LePage: 90% Of Drug Dealer Arrests in Maine are Black or Hispanic
Last January Governor Paul LePage created a firestorm of controversy when he talked about black drug dealers coming to Maine to sell their product, and impregnating white girls. At another of his his town meetings, this one in North Berwick Wednesday night, LePage claimed that more than 90% of drug dealers arrested since last January are black or Hispanic.
At the meeting, the Governor once again defended himself against allegations that he’s racist.
At Wednesday’s event, New York businessman. Andrew Ritchie, who says he used to live in Maine, asked LePage how he could convince a business to come here.
“Given the rhetoric you put out there about people, ah, of color in Maine, calling them drug dealers et cetera, how can I bring a company here given the toxic environment you create?”
The Governor responded by bringing up the controversy he generated last January at a town meeting in Bridgeton where he said most drug dealers arrested in Maine are black and come from out of state, adding that many of them impregnate white girls while they’re here. LePage says that since then he has been keeping a file of information on drug arrests in Maine.
“Ninety plus percent of those pictures in my book, and it is a three ring binder, are black or Hispanic people.”
LePage repeated his belief that the dealers are mostly from Connecticut and New York. He invited Ritchie to come to the State House and look at the binder. When Maine Public Radio asked to see the binder, we were told to file a formal request under the state’s public records law. The administration has not responded to that request.

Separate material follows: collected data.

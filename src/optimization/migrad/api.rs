//! High-level entry point for minimizing a user-provided `FCN`.
//!
//! This selects an L-BFGS solver with either Hager–Zhang or More–Thuente line
//! search, wraps the objective in an `ArgMinAdapter`, and delegates the run to
//! `run_lbfgs`. A stationary start is only accepted as a minimum when the
//! curvature there is not negative; saddles are left along the most
//! negative eigendirection first.
use std::cell::Cell;

use crate::optimization::{
    errors::{OptError, OptResult},
    migrad::{
        OptimOutcome, Theta,
        adapter::ArgMinAdapter,
        builders::{build_optimizer_hager_zhang, build_optimizer_more_thuente},
        finite_diff::cost_hessian,
        run::run_lbfgs,
        traits::{FCN, LineSearcher, MigradOptions},
    },
};
use argmin::core::{CostFunction, Gradient};
use argmin_math::ArgminL2Norm;
use nalgebra::DMatrix;

/// Minimize `f(θ)` from `theta0` using L-BFGS with the chosen line search.
///
/// Convenience wrapper around [`minimize_counted`] with a fresh call counter.
///
/// # Example
/// ```no_run
/// use ndarray::array;
/// use rust_minuit::optimization::{
///     errors::OptResult,
///     migrad::{minimize, MigradOptions, Theta, FCN},
/// };
///
/// struct Bowl;
/// impl FCN for Bowl {
///     fn value(&self, theta: &Theta) -> OptResult<f64> {
///         Ok(theta.dot(theta))
///     }
/// }
///
/// let out = minimize(&Bowl, array![0.1, -0.2, 0.3], &MigradOptions::default())?;
/// println!("θ̂ = {:?}", out.theta_hat);
/// # Ok::<(), rust_minuit::optimization::errors::OptError>(())
/// ```
pub fn minimize<F: FCN>(f: &F, theta0: Theta, opts: &MigradOptions) -> OptResult<OptimOutcome> {
    let nfcn = Cell::new(0);
    minimize_counted(f, theta0, opts, &nfcn)
}

/// Minimize `f(θ)` from `theta0`, accumulating objective calls in `nfcn`.
///
/// # Behavior
/// - Rejects non-finite starting values.
/// - An empty `theta0` is evaluated once and returned as its own minimum.
/// - If the starting gradient norm is already below `opts.tols.tol_grad`
///   (or exactly zero) the Hessian at the start is checked. Without a
///   negative eigenvalue the start is returned as the minimum and the
///   solver is skipped, since line searches need a descent direction.
///   With one, the run starts from the first lower point along that
///   eigendirection instead (see [`escape_saddle`]).
/// - Otherwise builds the solver for `opts.line_searcher` and runs it.
///
/// # Errors
/// - `OptError::InvalidThetaHat` for non-finite starting values.
/// - Objective errors from the first evaluation or the saddle check.
/// - Builder and runtime errors from the solver.
pub fn minimize_counted<F: FCN>(
    f: &F, theta0: Theta, opts: &MigradOptions, nfcn: &Cell<usize>,
) -> OptResult<OptimOutcome> {
    if let Some((index, &value)) = theta0.iter().enumerate().find(|(_, v)| !v.is_finite()) {
        return Err(OptError::InvalidThetaHat {
            index,
            value,
            reason: "Starting values must be finite.",
        });
    }
    let problem = ArgMinAdapter::new(f, nfcn);
    let f0 = problem.cost(&theta0)?;
    let g0 = problem.gradient(&theta0)?;
    let g0_norm = g0.l2_norm();
    let flat = opts.tols.tol_grad.is_some_and(|tol| g0_norm < tol);
    if theta0.is_empty() {
        return OptimOutcome::at_start(theta0, f0, nfcn.get(), &g0);
    }
    let mut theta0 = theta0;
    if flat || g0_norm == 0.0 {
        match escape_saddle(&problem, &theta0, f0)? {
            Some(lower) => theta0 = lower,
            None => return OptimOutcome::at_start(theta0, f0, nfcn.get(), &g0),
        }
    }
    match opts.line_searcher {
        LineSearcher::MoreThuente => {
            let solver = build_optimizer_more_thuente(opts)?;
            run_lbfgs(theta0, opts, problem, solver)
        }
        LineSearcher::HagerZhang => {
            let solver = build_optimizer_hager_zhang(opts)?;
            run_lbfgs(theta0, opts, problem, solver)
        }
    }
}

// ---- Helper methods ----

/// Relative size below which a negative eigenvalue counts as rounding noise.
const NEG_CURVATURE_TOL: f64 = 1e-6;

/// Step lengths tried along the escape direction: `1, 0.1, …, 1e-5`.
const ESCAPE_TRIES: usize = 6;

/// Leave a stationary point with negative curvature.
///
/// Takes the value-based Hessian at `theta0`. When its smallest eigenvalue
/// is clearly negative, returns the first point along that eigenvector
/// (both signs, lengths `1, 0.1, …`) whose objective is below `f0`.
/// Returns `None` for a positive semi-definite Hessian, for a Hessian that
/// cannot be formed, or when no trial point improves.
///
/// # Errors
/// Objective errors other than non-finite values, which only reject the
/// trial point.
fn escape_saddle<F: FCN>(
    problem: &ArgMinAdapter<'_, F>, theta0: &Theta, f0: f64,
) -> OptResult<Option<Theta>> {
    let cost = |t: &Theta| problem.cost(t).map_err(OptError::from);
    let hess = match cost_hessian(&cost, theta0) {
        Ok(hess) => hess,
        Err(
            OptError::InvalidHessian { .. }
            | OptError::HessianDimMismatch { .. }
            | OptError::NonFiniteCost { .. },
        ) => {
            return Ok(None);
        }
        Err(err) => return Err(err),
    };
    let n = theta0.len();
    let eigen = DMatrix::from_fn(n, n, |i, j| hess[[i, j]]).symmetric_eigen();
    let scale = eigen.eigenvalues.iter().fold(1.0_f64, |m, v| m.max(v.abs()));
    let lowest = eigen.eigenvalues.iter().copied().enumerate().min_by(|a, b| a.1.total_cmp(&b.1));
    let k = match lowest {
        Some((k, lambda)) if lambda < -NEG_CURVATURE_TOL * scale => k,
        _ => return Ok(None),
    };
    let dir: Theta = eigen.eigenvectors.column(k).iter().copied().collect();

    let mut len = 1.0;
    for _ in 0..ESCAPE_TRIES {
        for sign in [1.0, -1.0] {
            let trial = theta0 + &(&dir * (sign * len));
            match cost(&trial) {
                Ok(value) if value < f0 => return Ok(Some(trial)),
                Ok(_) | Err(OptError::NonFiniteCost { .. }) => {}
                Err(err) => return Err(err),
            }
        }
        len *= 0.1;
    }
    Ok(None)
}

There is no central repository of drug arrests in the state that keeps track of the ethnicity of suspects. But in Lewiston, with a large minority population, interim Police Chief Brian O’Malley says that over the past three years there were 137 drug arrests of all types – involving mostly white people.
“Out of our 137 drug arrests, 109 were white individuals, 27 were black individuals and one was identified as American Indian,” says O’Malley.

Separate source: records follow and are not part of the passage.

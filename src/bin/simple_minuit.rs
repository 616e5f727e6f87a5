//! Minimize `x²` from `x = 1` with an error definition of `0.5`, printing
//! each evaluation and then the minimum.
use anyhow::Result;
use rust_minuit::{
    minuit::{MnApplication, MnMigrad, MnStrategy, MnUserParameters},
    optimization::{
        errors::OptResult,
        migrad::{Cost, FCN, Theta},
    },
};

struct SimpleFcn;

impl FCN for SimpleFcn {
    fn value(&self, v: &Theta) -> OptResult<Cost> {
        println!("val = {}", v[0]);
        Ok(v[0] * v[0])
    }

    fn up(&self) -> f64 {
        0.5
    }
}

fn main() -> Result<()> {
    let mut upar = MnUserParameters::new();
    upar.add_with_step("x", 1.0, 0.1)?;

    let mut migrad = MnMigrad::new(&SimpleFcn, upar, MnStrategy::default());
    let minimum = migrad.minimize_default()?;
    println!("{minimum}");
    Ok(())
}
//! optimization — Migrad numerical core, parameter transforms, and errors.
//!
//! Purpose
//! -------
//! Provide the optimization layer underneath the Minuit-style front end:
//! an Argmin-backed minimizer for user objectives, the bounded-parameter
//! transforms Minuit uses to keep limited parameters inside their range,
//! and a single error/result surface.
//!
//! Key behaviors
//! -------------
//! - [`migrad`]: minimize an [`migrad::FCN`] from a starting point with
//!   L-BFGS, reporting the best point, status and call counts.
//! - [`numerical_stability`]: internal ↔ external transforms for
//!   double-sided and one-sided limits, plus shared tolerances.
//! - [`errors`]: normalize configuration issues, numerical failures, and
//!   backend solver errors into `OptError` / `OptResult<T>`.
//!
//! Conventions
//! -----------
//! - The optimizer works on the *internal* vector of free parameters only;
//!   fixed and constant parameters never reach it.
//! - This module and its submodules do not log except through the
//!   `obs_slog` observer; reporting is left to front-ends.

pub mod errors;
pub mod migrad;
pub mod numerical_stability;

// ---- Optional convenience prelude for downstream crates -------------------
//
// Downstream crates can write
//
//     use rust_minuit::optimization::prelude::*;
//
// to import the main optimization surface in a single line.

pub mod prelude {
    pub use super::errors::{OptError, OptResult};
    pub use super::migrad::prelude::*;
    pub use super::numerical_stability::prelude::*;
}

LePage told the 50 or so attending the North Berwick town meeting that he is not a racist and reminded them of the young black man from Jamaica he welcomed into his family and treated as a son.
“The fact of the matter is sir I am not a racist and don’t promote it,” LePage says.

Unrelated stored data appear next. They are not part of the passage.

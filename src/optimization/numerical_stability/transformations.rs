//! Bounded-parameter transforms.
//!
//! Minuit keeps limited parameters inside their range by minimizing over an
//! unbounded *internal* value and mapping it onto the *external* value the
//! objective sees:
//!
//! - double-sided `[a, b]`: `ext = a + (b − a)/2 · (sin(int) + 1)`,
//! - lower only `[a, ∞)`: `ext = a − 1 + √(int² + 1)`,
//! - upper only `(−∞, b]`: `ext = b + 1 − √(int² + 1)`.
//!
//! The maps are smooth and surjective onto the allowed range, so the
//! optimizer never has to handle a constraint. Their derivatives
//! `d ext / d int` are used for the chain rule on gradients and to push
//! internal covariances out to external ones.

/// Eigenvalues with magnitude at or below this are treated as zero when a
/// Hessian is pseudo-inverted.
pub const EIGEN_EPS: f64 = 1e-12;

/// Generic small tolerance for clamping and denominators.
pub const GENERAL_TOL: f64 = 1e-10;

/// Internal distance kept from the stationary points of the limit
/// transforms (`±π/2` for double-sided, `0` for one-sided limits): `8√ε`.
pub const LIMIT_OFFSET: f64 = 8.0 * 1.490_116_119_384_765_6e-8;

/// Range constraint attached to one parameter.
#[derive(Debug, Clone, Copy, PartialEq, Default)]
pub enum Limits {
    #[default]
    Unbounded,
    Lower(f64),
    Upper(f64),
    Both(f64, f64),
}

impl Limits {
    /// Build limits from optional bounds.
    ///
    /// Returns `None` when both bounds are present and `lower >= upper`, or
    /// when a bound is not finite.
    pub fn from_bounds(lower: Option<f64>, upper: Option<f64>) -> Option<Self> {
        if lower.is_some_and(|a| !a.is_finite()) || upper.is_some_and(|b| !b.is_finite()) {
            return None;
        }
        match (lower, upper) {
            (None, None) => Some(Limits::Unbounded),
            (Some(a), None) => Some(Limits::Lower(a)),
            (None, Some(b)) => Some(Limits::Upper(b)),
            (Some(a), Some(b)) if a < b => Some(Limits::Both(a, b)),
            _ => None,
        }
    }

    pub fn lower(&self) -> Option<f64> {
        match *self {
            Limits::Lower(a) | Limits::Both(a, _) => Some(a),
            _ => None,
        }
    }

    pub fn upper(&self) -> Option<f64> {
        match *self {
            Limits::Upper(b) | Limits::Both(_, b) => Some(b),
            _ => None,
        }
    }

    pub fn is_bounded(&self) -> bool {
        !matches!(self, Limits::Unbounded)
    }

    /// Clamp an external value into the allowed range.
    pub fn clamp(&self, ext: f64) -> f64 {
        match *self {
            Limits::Unbounded => ext,
            Limits::Lower(a) => ext.max(a),
            Limits::Upper(b) => ext.min(b),
            Limits::Both(a, b) => ext.clamp(a, b),
        }
    }

    /// Internal → external.
    pub fn int2ext(&self, int: f64) -> f64 {
        match *self {
            Limits::Unbounded => int,
            Limits::Lower(a) => a - 1.0 + (int * int + 1.0).sqrt(),
            Limits::Upper(b) => b + 1.0 - (int * int + 1.0).sqrt(),
            Limits::Both(a, b) => a + 0.5 * (b - a) * (int.sin() + 1.0),
        }
    }

    /// External → internal.
    ///
    /// Values outside the range are clamped first, so the result is always
    /// finite. For one-sided limits the non-negative branch is returned.
    ///
    /// A value on a limit maps [`LIMIT_OFFSET`] away from the stationary
    /// point of the transform, where `d ext / d int` would vanish.
    pub fn ext2int(&self, ext: f64) -> f64 {
        let ext = self.clamp(ext);
        match *self {
            Limits::Unbounded => ext,
            Limits::Lower(a) => {
                let d = ext - a + 1.0;
                (d * d - 1.0).max(0.0).sqrt().max(LIMIT_OFFSET)
            }
            Limits::Upper(b) => {
                let d = b - ext + 1.0;
                (d * d - 1.0).max(0.0).sqrt().max(LIMIT_OFFSET)
            }
            Limits::Both(a, b) => {
                let y = (2.0 * (ext - a) / (b - a) - 1.0).clamp(-1.0, 1.0);
                let edge = std::f64::consts::FRAC_PI_2 - LIMIT_OFFSET;
                y.asin().clamp(-edge, edge)
            }
        }
    }

    /// Derivative `d ext / d int` at the internal value `int`.
    pub fn dint2ext(&self, int: f64) -> f64 {
        match *self {
            Limits::Unbounded => 1.0,
            Limits::Lower(_) => int / (int * int + 1.0).sqrt(),
            Limits::Upper(_) => -int / (int * int + 1.0).sqrt(),
            Limits::Both(a, b) => 0.5 * (b - a) * int.cos(),
        }
    }

    /// Convert an external step (error) at `ext` into an internal one.
    ///
    /// Takes the larger internal displacement of `ext ± step`, so a value on
    /// a limit (where one side is clamped away) still gets a usable step.
    /// Falls back to the external step when both sides collapse.
    pub fn ext2int_step(&self, ext: f64, step: f64) -> f64 {
        let int = self.ext2int(ext);
        let up = (self.ext2int(ext + step) - int).abs();
        let down = (int - self.ext2int(ext - step)).abs();
        let d = up.max(down);
        if d > GENERAL_TOL && d.is_finite() { d } else { step }
    }
}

Ritchie interjected that he had not called LePage a racist.
“No,” LePage responded. “You are insinuating and somebody in the back of the room was saying, was making insinuations.”
The Governor went on to say that he does not condone, nor tolerate racist acts: “If I see discrimination, If I see bullying, if I see domestic violence, I don’t care if you are white, black, it doesn’t make any difference, you will hear me speak out.”
But House Speaker Mark Eves, a Democrat from North Berwick, who has been a fierce political adversary of LePage, issued a statement calling the Governor’s comments “racially charged” and divisive.
The American Civil Liberties Union of Maine says if the Governor’s figures are correct, and more than 90 percent of drug dealer arrests involve blacks and Hispanics, then Maine police may be engaging in racial profiling.
Alison Beyea is the group’s executive director and says in a state that is overwhelmingly white, demographics would indicate most of the drug dealers should be white.
“This kind of overwhelming disparity suggests some sort of racial profiling that is illegal and unconstitutional,” says Beyea.
Beyea says the group would like to work with the Governor and his administration to address that issue, and she says the Governor’s several comments with racial overtones over this past year raise another question that concerns her.
“Why is the Governor inserting race in this conversation at all? We are facing a significant addiction problem in the state of Maine,” says Beyea. “Under the Governor’s leadership we should be looking for ways to come together to solve this crisis not infusing racial hatred that divides the community.”
The Governor declined a request for an interview with Maine Public Radio to discuss his comments. But, he did grant an audience with two reporters that had confronted him on his way to lunch. According to the Portland Press Herald account of the interview at the Blaine House, he stood by his comments, adding that regardless of the ethnicity of the dealers, his goal is to stop the drug trade that is killing Maine people.